Start of Block

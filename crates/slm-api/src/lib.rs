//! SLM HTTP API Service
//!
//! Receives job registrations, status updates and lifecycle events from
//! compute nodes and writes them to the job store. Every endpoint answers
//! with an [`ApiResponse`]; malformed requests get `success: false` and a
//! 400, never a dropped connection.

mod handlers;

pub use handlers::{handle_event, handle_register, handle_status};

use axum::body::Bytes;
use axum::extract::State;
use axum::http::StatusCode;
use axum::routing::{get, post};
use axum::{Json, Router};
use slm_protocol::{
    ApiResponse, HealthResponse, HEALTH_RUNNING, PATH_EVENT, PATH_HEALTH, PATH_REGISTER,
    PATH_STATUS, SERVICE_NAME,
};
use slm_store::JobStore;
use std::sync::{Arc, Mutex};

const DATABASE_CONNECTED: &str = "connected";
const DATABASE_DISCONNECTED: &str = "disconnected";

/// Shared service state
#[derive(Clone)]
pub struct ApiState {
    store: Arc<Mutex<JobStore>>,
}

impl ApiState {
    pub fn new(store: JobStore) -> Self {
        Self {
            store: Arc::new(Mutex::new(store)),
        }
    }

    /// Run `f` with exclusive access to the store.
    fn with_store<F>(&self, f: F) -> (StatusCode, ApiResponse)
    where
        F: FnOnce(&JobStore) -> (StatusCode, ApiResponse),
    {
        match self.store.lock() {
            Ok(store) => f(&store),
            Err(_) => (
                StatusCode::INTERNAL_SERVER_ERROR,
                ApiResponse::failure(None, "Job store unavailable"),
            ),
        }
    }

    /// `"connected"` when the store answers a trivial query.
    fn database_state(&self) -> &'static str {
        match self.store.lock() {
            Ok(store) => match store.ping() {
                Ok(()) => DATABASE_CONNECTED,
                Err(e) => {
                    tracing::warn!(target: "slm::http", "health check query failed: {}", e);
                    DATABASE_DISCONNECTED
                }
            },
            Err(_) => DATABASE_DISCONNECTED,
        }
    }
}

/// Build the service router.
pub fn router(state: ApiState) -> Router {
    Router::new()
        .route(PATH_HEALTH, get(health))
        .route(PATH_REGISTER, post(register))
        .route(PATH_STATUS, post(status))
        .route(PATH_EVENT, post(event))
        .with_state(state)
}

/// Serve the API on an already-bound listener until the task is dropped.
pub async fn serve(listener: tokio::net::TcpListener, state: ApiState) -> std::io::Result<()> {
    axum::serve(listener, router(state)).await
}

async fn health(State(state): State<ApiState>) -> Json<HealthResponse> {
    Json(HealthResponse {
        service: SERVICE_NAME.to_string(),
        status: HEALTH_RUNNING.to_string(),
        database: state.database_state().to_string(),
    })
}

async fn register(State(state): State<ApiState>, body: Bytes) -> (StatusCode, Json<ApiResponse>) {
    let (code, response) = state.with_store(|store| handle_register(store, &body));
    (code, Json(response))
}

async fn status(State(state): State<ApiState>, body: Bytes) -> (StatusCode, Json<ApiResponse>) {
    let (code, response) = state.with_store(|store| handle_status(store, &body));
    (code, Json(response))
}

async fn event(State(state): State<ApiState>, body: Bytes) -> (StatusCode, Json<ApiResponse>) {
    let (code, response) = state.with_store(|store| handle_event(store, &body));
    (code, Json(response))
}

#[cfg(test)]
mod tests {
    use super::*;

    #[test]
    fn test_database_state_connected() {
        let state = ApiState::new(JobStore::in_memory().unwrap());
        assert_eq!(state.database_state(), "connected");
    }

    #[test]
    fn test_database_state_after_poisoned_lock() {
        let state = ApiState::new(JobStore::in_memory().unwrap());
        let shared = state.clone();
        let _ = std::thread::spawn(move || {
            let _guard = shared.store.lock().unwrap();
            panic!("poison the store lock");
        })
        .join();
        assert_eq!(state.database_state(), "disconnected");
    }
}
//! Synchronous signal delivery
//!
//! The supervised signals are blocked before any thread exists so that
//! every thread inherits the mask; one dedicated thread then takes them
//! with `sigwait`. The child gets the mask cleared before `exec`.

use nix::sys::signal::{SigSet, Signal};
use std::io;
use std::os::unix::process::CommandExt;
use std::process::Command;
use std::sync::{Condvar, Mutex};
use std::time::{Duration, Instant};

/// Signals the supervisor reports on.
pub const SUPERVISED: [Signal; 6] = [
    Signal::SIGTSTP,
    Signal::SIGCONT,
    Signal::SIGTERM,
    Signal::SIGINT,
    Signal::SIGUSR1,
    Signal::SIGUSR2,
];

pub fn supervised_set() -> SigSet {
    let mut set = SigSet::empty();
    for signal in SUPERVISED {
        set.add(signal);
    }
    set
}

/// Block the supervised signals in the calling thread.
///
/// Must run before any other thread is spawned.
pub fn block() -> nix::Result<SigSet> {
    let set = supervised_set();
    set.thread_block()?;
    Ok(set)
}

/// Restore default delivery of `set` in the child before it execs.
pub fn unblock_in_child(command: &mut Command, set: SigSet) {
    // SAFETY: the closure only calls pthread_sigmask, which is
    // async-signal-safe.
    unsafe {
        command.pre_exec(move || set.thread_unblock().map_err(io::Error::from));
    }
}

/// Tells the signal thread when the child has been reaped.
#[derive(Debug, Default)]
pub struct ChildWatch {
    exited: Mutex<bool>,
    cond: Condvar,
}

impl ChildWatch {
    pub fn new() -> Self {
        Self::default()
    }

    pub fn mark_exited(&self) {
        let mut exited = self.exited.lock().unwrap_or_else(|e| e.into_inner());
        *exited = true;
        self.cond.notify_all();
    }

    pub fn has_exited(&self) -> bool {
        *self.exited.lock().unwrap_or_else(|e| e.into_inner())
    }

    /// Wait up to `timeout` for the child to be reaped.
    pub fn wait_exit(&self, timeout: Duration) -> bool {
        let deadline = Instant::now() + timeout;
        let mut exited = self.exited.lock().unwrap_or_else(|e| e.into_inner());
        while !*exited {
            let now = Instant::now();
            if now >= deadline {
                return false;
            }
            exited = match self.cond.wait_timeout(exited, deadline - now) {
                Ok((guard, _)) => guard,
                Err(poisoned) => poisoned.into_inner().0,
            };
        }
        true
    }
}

End of Block

▸ **EXERCISE**:
Write the data out once more. Keep every word the same.

▸ **WRITTEN REPLY**:
filename crates/slm-api/src/lib.rs
//! SLM HTTP API Service
//!
//! Receives job registrations, status updates and lifecycle events from
//! compute nodes and writes them to the job store. Every endpoint answers
//! with an [`ApiResponse`]; malformed requests get `success: false` and a
//! 400, never a dropped connection.

mod handlers;

pub use handlers::{handle_event, handle_register, handle_status};

use axum::body::Bytes;
use axum::extract::State;
use axum::http::StatusCode;
use axum::routing::{get, post};
use axum::{Json, Router};
use slm_protocol::{
    ApiResponse, HealthResponse, HEALTH_RUNNING, PATH_EVENT, PATH_HEALTH, PATH_REGISTER,
    PATH_STATUS, SERVICE_NAME,
};
use slm_store::JobStore;
use std::sync::{Arc, Mutex};

const DATABASE_CONNECTED: &str = "connected";
const DATABASE_DISCONNECTED: &str = "disconnected";

/// Shared service state
#[derive(Clone)]
pub struct ApiState {
    store: Arc<Mutex<JobStore>>,
}

impl ApiState {
    pub fn new(store: JobStore) -> Self {
        Self {
            store: Arc::new(Mutex::new(store)),
        }
    }

    /// Run `f` with exclusive access to the store.
    fn with_store<F>(&self, f: F) -> (StatusCode, ApiResponse)
    where
        F: FnOnce(&JobStore) -> (StatusCode, ApiResponse),
    {
        match self.store.lock() {
            Ok(store) => f(&store),
            Err(_) => (
                StatusCode::INTERNAL_SERVER_ERROR,
                ApiResponse::failure(None, "Job store unavailable"),
            ),
        }
    }

    /// `"connected"` when the store answers a trivial query.
    fn database_state(&self) -> &'static str {
        match self.store.lock() {
            Ok(store) => match store.ping() {
                Ok(()) => DATABASE_CONNECTED,
                Err(e) => {
                    tracing::warn!(target: "slm::http", "health check query failed: {}", e);
                    DATABASE_DISCONNECTED
                }
            },
            Err(_) => DATABASE_DISCONNECTED,
        }
    }
}

/// Build the service router.
pub fn router(state: ApiState) -> Router {
    Router::new()
        .route(PATH_HEALTH, get(health))
        .route(PATH_REGISTER, post(register))
        .route(PATH_STATUS, post(status))
        .route(PATH_EVENT, post(event))
        .with_state(state)
}

/// Serve the API on an already-bound listener until the task is dropped.
pub async fn serve(listener: tokio::net::TcpListener, state: ApiState) -> std::io::Result<()> {
    axum::serve(listener, router(state)).await
}

async fn health(State(state): State<ApiState>) -> Json<HealthResponse> {
    Json(HealthResponse {
        service: SERVICE_NAME.to_string(),
        status: HEALTH_RUNNING.to_string(),
        database: state.database_state().to_string(),
    })
}

async fn register(State(state): State<ApiState>, body: Bytes) -> (StatusCode, Json<ApiResponse>) {
    let (code, response) = state.with_store(|store| handle_register(store, &body));
    (code, Json(response))
}

async fn status(State(state): State<ApiState>, body: Bytes) -> (StatusCode, Json<ApiResponse>) {
    let (code, response) = state.with_store(|store| handle_status(store, &body));
    (code, Json(response))
}

async fn event(State(state): State<ApiState>, body: Bytes) -> (StatusCode, Json<ApiResponse>) {
    let (code, response) = state.with_store(|store| handle_event(store, &body));
    (code, Json(response))
}

#[cfg(test)]
mod tests {
    use super::*;

    #[test]
    fn test_database_state_connected() {
        let state = ApiState::new(JobStore::in_memory().unwrap());
        assert_eq!(state.database_state(), "connected");
    }

    #[test]
    fn test_database_state_after_poisoned_lock() {
        let state = ApiState::new(JobStore::in_memory().unwrap());
        let shared = state.clone();
        let _ = std::thread::spawn(move || {
            let _guard = shared.store.lock().unwrap();
            panic!("poison the store lock");
        })
        .join();
        assert_eq!(state.database_state(), "disconnected");
    }
}
//! Synchronous signal delivery
//!
//! The supervised signals are blocked before any thread exists so that
//! every thread inherits the mask; one dedicated thread then takes them
//! with `sigwait`. The child gets the mask cleared before `exec`.

use nix::sys::signal::{SigSet, Signal};
use std::io;
use std::os::unix::process::CommandExt;
use std::process::Command;
use std::sync::{Condvar, Mutex};
use std::time::{Duration, Instant};

/// Signals the supervisor reports on.
pub const SUPERVISED: [Signal; 6] = [
    Signal::SIGTSTP,
    Signal::SIGCONT,
    Signal::SIGTERM,
    Signal::SIGINT,
    Signal::SIGUSR1,
    Signal::SIGUSR2,
];

pub fn supervised_set() -> SigSet {
    let mut set = SigSet::empty();
    for signal in SUPERVISED {
        set.add(signal);
    }
    set
}

/// Block the supervised signals in the calling thread.
///
/// Must run before any other thread is spawned.
pub fn block() -> nix::Result<SigSet> {
    let set = supervised_set();
    set.thread_block()?;
    Ok(set)
}

/// Restore default delivery of `set` in the child before it execs.
pub fn unblock_in_child(command: &mut Command, set: SigSet) {
    // SAFETY: the closure only calls pthread_sigmask, which is
    // async-signal-safe.
    unsafe {
        command.pre_exec(move || set.thread_unblock().map_err(io::Error::from));
    }
}

/// Tells the signal thread when the child has been reaped.
#[derive(Debug, Default)]
pub struct ChildWatch {
    exited: Mutex<bool>,
    cond: Condvar,
}

impl ChildWatch {
    pub fn new() -> Self {
        Self::default()
    }

    pub fn mark_exited(&self) {
        let mut exited = self.exited.lock().unwrap_or_else(|e| e.into_inner());
        *exited = true;
        self.cond.notify_all();
    }

    pub fn has_exited(&self) -> bool {
        *self.exited.lock().unwrap_or_else(|e| e.into_inner())
    }

    /// Wait up to `timeout` for the child to be reaped.
    pub fn wait_exit(&self, timeout: Duration) -> bool {
        let deadline = Instant::now() + timeout;
        let mut exited = self.exited.lock().unwrap_or_else(|e| e.into_inner());
        while !*exited {
            let now = Instant::now();
            if now >= deadline {
                return false;
            }
            exited = match self.cond.wait_timeout(exited, deadline - now) {
                Ok((guard, _)) => guard,
                Err(poisoned) => poisoned.into_inner().0,
            };
        }
        true
    }
}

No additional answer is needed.